- Opening Delimiter -

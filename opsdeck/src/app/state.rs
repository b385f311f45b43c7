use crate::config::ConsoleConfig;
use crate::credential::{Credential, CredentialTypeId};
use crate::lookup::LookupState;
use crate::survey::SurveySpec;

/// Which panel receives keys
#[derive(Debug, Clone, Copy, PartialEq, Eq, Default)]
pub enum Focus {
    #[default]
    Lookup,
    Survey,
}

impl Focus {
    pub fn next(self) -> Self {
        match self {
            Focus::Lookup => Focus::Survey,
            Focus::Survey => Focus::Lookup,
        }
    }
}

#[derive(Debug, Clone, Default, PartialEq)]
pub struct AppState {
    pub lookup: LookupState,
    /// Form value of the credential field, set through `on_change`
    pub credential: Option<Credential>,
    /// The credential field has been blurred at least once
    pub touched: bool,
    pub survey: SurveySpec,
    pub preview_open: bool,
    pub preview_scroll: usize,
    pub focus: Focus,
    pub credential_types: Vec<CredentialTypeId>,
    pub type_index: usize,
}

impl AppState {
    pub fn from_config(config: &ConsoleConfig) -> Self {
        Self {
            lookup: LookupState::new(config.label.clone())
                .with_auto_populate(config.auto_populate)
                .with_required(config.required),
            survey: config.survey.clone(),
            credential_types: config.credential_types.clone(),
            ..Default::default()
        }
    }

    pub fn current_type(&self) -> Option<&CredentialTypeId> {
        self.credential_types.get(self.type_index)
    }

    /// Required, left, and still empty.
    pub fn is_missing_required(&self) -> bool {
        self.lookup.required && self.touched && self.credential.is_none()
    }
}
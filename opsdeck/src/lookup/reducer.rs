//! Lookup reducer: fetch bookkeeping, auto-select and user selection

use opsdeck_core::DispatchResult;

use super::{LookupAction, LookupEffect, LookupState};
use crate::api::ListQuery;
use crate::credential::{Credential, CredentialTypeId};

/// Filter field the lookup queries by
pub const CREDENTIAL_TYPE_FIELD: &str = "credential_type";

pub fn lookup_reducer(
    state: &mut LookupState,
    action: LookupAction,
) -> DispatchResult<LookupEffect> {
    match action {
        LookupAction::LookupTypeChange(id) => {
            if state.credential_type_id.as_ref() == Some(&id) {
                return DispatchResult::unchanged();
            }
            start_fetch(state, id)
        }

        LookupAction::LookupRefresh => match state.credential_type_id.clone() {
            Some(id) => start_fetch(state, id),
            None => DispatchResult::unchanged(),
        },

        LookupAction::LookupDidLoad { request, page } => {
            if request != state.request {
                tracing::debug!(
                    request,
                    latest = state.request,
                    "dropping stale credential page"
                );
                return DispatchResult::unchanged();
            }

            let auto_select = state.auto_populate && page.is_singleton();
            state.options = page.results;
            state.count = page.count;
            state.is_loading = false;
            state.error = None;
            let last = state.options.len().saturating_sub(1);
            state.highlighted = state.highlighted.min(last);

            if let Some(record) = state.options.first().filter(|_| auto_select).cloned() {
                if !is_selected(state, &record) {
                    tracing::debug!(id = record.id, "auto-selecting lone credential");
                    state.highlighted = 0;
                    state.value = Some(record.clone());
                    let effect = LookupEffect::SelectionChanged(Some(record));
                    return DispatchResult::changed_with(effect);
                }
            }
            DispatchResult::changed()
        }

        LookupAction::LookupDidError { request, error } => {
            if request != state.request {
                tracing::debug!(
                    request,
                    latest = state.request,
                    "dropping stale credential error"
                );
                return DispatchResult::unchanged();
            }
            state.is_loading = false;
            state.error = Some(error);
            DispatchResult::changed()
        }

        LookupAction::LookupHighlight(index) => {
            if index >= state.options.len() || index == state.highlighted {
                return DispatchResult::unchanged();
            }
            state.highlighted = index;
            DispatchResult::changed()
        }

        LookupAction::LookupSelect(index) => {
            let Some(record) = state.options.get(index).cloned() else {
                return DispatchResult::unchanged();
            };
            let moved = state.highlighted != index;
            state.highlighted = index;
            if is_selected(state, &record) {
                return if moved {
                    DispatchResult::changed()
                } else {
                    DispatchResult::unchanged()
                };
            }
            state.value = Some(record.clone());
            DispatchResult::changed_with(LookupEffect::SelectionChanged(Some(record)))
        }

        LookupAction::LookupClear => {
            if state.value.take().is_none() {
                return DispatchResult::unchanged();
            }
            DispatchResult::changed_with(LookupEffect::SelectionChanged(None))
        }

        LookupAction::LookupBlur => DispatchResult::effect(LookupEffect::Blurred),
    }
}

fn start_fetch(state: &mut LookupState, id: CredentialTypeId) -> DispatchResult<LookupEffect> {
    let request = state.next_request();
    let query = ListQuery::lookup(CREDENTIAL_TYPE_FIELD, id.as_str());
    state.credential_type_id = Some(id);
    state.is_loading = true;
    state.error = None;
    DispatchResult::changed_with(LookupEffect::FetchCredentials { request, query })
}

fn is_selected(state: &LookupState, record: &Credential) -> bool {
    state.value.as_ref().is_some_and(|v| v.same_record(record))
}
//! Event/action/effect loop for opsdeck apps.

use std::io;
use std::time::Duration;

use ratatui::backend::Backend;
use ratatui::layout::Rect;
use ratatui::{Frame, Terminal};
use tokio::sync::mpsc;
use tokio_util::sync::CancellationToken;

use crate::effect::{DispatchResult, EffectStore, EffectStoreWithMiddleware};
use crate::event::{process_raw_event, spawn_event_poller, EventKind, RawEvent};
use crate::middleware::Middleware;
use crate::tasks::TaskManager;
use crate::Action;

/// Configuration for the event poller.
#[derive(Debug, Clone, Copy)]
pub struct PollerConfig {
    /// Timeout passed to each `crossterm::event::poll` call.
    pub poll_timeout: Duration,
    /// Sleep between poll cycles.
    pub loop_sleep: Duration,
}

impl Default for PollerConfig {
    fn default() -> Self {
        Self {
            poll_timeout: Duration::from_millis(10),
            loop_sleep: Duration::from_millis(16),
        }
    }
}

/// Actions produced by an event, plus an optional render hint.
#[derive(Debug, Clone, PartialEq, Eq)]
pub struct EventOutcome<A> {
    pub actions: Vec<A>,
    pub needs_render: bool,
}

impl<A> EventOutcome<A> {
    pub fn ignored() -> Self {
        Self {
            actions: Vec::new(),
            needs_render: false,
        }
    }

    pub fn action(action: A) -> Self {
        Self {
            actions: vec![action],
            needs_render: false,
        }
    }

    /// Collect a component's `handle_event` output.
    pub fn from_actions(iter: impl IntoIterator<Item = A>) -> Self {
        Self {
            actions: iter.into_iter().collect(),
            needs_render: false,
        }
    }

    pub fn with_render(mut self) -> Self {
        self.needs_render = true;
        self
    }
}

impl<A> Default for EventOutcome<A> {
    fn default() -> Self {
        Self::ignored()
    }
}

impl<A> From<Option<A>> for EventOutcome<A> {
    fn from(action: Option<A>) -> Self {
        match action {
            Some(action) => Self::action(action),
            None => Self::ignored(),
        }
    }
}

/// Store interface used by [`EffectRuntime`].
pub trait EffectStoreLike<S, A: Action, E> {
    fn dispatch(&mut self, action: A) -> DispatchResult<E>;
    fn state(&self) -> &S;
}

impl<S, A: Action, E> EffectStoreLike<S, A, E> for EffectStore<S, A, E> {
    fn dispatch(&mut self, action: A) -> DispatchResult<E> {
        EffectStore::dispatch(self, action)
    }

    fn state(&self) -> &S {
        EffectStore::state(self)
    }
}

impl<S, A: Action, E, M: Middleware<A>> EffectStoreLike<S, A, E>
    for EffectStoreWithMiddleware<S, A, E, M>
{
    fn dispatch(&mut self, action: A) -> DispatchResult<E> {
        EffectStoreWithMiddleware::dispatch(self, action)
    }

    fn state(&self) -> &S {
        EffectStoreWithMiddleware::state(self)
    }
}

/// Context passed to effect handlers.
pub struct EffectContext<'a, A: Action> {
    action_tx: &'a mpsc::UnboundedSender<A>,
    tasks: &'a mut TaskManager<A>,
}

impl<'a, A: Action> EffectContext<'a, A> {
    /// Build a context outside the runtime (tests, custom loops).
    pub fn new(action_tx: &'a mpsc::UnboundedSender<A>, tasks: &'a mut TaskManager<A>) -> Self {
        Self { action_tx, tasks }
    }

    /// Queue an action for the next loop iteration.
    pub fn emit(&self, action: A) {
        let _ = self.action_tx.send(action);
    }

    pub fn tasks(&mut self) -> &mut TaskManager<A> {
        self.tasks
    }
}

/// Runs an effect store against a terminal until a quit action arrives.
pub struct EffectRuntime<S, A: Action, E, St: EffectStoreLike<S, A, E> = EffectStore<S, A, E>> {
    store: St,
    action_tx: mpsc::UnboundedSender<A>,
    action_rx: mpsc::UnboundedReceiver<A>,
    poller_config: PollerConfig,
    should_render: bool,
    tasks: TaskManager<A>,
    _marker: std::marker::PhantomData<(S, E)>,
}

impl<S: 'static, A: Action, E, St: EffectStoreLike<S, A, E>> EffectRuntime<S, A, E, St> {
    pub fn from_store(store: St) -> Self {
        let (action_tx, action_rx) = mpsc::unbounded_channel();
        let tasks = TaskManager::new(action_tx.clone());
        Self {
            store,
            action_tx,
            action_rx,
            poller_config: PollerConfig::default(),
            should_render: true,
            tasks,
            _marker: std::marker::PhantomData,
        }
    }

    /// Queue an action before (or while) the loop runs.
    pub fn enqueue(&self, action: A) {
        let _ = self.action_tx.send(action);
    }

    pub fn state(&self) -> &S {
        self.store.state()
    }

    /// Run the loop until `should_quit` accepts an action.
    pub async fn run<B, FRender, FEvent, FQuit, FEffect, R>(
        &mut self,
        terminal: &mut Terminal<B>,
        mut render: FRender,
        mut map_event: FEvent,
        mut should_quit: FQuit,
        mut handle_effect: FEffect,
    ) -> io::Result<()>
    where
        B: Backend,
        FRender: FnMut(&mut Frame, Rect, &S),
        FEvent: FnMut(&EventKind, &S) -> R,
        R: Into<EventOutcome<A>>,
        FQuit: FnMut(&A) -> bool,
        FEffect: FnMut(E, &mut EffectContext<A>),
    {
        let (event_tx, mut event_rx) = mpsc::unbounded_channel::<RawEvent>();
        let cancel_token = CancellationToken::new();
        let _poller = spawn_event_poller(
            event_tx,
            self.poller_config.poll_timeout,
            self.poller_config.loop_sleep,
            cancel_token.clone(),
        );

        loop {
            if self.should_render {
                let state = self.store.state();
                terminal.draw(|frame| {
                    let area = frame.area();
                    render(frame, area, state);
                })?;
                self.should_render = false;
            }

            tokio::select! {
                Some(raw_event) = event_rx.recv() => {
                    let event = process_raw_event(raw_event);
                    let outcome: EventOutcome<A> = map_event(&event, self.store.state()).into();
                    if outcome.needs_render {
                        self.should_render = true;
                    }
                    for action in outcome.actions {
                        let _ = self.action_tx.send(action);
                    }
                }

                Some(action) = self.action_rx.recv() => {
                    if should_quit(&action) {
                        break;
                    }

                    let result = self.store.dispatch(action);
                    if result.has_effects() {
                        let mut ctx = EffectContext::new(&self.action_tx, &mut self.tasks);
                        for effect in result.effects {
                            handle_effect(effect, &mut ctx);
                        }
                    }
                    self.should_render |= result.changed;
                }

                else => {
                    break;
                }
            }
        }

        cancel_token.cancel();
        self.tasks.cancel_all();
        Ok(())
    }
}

- Closing Delimiter -

### Problem details
Only a number should be given in reply: how many lines in the entries above hold "FnMut".

### Written answer
4